:: TASK TO CARRY OUT ::
The response must be made up of the lines in the entries below that contain "same".
________________________
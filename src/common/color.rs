use crate::error::{Error, Result};
use std::fmt;

/// RGB color representation.
///
/// Represents a color using red, green, and blue components, each in the range 0-255.
///
/// # Examples
///
/// ```rust
/// use deckforge::common::RGBColor;
///
/// let orange = RGBColor::new(0xFF, 0x79, 0x32);
/// let same = RGBColor::from_hex("#FF7932").unwrap();
/// assert_eq!(orange, same);
/// ```
#[derive(Debug, Clone, Copy, PartialEq, Eq)]
pub struct RGBColor {
    /// Red component (0-255)
    pub r: u8,
    /// Green component (0-255)
    pub g: u8,
    /// Blue component (0-255)
    pub b: u8,
}

impl RGBColor {
    /// Create a new RGB color.
    #[inline]
    pub const fn new(r: u8, g: u8, b: u8) -> Self {
        Self { r, g, b }
    }

    /// Create an RGB color from a hex string (e.g., "FF7932" or "#FF7932").
    ///
    /// Fails with [`Error::InvalidColor`] on anything other than six hex
    /// digits; this is the entry point for all literal palette data, so a bad
    /// value aborts the deck build instead of producing a wrong color.
    pub fn from_hex(hex: &str) -> Result<Self> {
        let digits = hex.trim_start_matches('#');
        if digits.len() != 6 {
            return Err(Error::InvalidColor(hex.to_string()));
        }

        let channel = |range: std::ops::Range<usize>| {
            u8::from_str_radix(&digits[range], 16)
                .map_err(|_| Error::InvalidColor(hex.to_string()))
        };

        Ok(Self::new(channel(0..2)?, channel(2..4)?, channel(4..6)?))
    }

    /// Convert to hex string (without # prefix), as used by `a:srgbClr/@val`.
    pub fn to_hex(&self) -> String {
        format!("{:02X}{:02X}{:02X}", self.r, self.g, self.b)
    }
}

impl fmt::Display for RGBColor {
    fn fmt(&self, f: &mut fmt::Formatter<'_>) -> fmt::Result {
        write!(f, "#{}", self.to_hex())
    }
}

#[cfg(test)]
mod tests {
    use super::*;

    #[test]
    fn test_from_hex() {
        let color = RGBColor::from_hex("FF7932").unwrap();
        assert_eq!(color, RGBColor::new(255, 121, 50));

        let with_prefix = RGBColor::from_hex("#1A1A1A").unwrap();
        assert_eq!(with_prefix, RGBColor::new(26, 26, 26));
    }

    #[test]
    fn test_from_hex_rejects_malformed() {
        assert!(RGBColor::from_hex("FF79").is_err());
        assert!(RGBColor::from_hex("GGGGGG").is_err());
        assert!(RGBColor::from_hex("#FF79321").is_err());
        assert!(RGBColor::from_hex("").is_err());
    }

    #[test]
    fn test_to_hex() {
        assert_eq!(RGBColor::new(255, 0, 0).to_hex(), "FF0000");
        assert_eq!(RGBColor::new(13, 13, 13).to_hex(), "0D0D0D");
        assert_eq!(RGBColor::new(255, 121, 50).to_string(), "#FF7932");
    }
}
________________________
:: WORKED SOLUTION ::
/// let same = RGBColor::from_hex("#FF7932").unwrap();
/// assert_eq!(orange, same);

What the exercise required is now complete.